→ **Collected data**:
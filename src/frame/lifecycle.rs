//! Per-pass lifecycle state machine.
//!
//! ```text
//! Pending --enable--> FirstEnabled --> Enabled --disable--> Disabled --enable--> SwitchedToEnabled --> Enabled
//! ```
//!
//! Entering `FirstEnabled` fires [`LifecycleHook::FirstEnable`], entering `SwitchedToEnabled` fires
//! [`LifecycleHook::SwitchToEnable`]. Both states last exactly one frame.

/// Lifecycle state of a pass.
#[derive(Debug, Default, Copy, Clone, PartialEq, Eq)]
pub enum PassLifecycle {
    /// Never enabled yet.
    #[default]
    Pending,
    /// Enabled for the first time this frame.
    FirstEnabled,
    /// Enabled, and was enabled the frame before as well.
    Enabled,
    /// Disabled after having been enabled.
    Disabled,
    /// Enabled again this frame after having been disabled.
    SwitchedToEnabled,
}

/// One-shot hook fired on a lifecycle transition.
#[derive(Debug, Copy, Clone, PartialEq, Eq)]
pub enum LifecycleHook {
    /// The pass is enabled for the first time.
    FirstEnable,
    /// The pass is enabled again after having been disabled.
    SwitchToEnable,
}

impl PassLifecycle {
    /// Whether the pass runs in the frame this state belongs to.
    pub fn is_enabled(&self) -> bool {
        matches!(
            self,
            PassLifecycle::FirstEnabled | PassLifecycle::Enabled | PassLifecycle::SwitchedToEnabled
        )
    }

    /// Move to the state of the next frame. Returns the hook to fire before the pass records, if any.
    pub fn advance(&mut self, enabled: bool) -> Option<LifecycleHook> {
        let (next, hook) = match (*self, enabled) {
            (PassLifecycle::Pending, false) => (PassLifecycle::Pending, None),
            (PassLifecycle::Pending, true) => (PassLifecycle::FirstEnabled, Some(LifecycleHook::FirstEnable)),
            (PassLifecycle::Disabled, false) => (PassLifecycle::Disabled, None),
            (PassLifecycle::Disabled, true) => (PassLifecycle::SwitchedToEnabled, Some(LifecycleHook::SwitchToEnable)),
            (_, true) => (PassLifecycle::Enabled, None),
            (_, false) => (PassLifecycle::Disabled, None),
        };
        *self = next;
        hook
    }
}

* * *

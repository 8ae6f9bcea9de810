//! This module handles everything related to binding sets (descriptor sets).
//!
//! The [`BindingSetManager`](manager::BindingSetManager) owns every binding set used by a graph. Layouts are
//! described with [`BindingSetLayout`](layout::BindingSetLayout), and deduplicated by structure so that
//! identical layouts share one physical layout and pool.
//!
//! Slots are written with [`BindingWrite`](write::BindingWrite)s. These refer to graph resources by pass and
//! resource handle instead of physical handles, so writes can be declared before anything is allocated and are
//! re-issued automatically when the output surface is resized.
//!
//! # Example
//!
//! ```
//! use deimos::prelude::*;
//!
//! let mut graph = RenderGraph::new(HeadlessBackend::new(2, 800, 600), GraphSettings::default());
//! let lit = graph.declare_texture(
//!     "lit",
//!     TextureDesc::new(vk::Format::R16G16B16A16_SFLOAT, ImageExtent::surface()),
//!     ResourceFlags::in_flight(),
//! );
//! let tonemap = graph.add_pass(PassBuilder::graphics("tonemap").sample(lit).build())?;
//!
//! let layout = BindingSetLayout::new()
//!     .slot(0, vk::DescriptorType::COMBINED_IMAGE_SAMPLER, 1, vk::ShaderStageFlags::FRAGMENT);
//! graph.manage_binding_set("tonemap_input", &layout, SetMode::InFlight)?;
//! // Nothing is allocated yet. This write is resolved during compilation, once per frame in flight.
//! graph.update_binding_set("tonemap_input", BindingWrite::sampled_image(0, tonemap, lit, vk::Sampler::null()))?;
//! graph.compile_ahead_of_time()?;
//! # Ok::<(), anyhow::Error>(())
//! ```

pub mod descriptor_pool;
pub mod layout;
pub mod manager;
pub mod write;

...

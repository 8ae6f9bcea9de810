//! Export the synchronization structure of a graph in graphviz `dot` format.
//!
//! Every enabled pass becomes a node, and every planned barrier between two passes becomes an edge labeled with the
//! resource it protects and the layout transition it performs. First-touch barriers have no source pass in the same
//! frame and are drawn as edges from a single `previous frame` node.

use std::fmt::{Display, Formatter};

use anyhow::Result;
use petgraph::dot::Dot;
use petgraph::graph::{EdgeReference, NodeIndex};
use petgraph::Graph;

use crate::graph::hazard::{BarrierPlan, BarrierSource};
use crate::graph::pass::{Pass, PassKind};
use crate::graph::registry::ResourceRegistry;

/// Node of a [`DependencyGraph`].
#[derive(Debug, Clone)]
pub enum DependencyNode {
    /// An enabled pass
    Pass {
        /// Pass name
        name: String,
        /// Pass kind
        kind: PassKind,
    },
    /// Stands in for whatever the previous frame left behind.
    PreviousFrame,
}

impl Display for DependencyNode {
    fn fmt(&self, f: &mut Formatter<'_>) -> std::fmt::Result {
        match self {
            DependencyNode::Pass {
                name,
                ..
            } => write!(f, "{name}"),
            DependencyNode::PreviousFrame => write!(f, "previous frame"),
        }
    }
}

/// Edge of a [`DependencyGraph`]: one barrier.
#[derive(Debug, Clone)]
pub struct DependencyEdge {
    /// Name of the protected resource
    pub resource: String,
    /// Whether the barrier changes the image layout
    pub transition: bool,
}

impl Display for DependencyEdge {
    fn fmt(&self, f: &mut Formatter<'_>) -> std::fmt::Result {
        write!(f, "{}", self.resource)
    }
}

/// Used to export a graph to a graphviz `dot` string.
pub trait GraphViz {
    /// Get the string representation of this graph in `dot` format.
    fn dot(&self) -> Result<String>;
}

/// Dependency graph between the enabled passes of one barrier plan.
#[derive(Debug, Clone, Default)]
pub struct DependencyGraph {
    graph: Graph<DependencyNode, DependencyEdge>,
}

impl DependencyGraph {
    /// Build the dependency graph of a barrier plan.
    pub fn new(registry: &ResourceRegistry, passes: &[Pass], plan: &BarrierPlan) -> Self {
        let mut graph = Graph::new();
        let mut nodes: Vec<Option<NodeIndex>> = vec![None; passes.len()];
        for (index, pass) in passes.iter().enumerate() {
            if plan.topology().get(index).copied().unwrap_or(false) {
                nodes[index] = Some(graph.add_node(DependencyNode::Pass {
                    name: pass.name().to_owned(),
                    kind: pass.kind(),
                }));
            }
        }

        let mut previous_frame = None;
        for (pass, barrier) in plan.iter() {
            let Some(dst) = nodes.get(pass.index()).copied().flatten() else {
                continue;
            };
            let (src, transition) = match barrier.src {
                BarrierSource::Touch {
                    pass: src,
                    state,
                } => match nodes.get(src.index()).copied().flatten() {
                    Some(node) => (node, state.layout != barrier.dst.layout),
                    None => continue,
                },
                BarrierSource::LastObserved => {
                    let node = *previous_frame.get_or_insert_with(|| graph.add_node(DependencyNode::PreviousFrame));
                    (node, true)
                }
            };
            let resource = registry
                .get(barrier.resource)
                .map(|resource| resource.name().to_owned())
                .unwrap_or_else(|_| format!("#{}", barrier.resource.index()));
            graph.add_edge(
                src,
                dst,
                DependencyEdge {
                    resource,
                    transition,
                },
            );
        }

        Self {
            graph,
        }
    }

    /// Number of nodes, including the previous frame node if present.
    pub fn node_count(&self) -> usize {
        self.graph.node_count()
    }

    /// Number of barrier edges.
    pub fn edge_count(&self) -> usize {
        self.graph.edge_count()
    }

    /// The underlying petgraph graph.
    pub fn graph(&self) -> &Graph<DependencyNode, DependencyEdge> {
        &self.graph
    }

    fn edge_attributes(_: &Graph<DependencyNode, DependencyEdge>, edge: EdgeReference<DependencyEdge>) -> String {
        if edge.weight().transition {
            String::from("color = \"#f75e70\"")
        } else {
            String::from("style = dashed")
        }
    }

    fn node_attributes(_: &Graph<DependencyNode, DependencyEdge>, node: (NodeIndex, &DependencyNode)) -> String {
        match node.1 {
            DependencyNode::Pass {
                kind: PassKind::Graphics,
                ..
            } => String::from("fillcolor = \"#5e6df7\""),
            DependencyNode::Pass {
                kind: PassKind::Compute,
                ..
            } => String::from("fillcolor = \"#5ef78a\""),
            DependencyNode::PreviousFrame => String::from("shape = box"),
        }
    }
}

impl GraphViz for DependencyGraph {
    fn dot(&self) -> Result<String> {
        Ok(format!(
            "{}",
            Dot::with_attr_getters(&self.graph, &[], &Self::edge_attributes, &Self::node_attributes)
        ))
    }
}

→ **Task description**:
In the records above, some lines may contain the word "having"; copy every one of them.

→ **Response**:
    /// Disabled after having been enabled.
    /// Enabled again this frame after having been disabled.
    /// The pass is enabled again after having been disabled.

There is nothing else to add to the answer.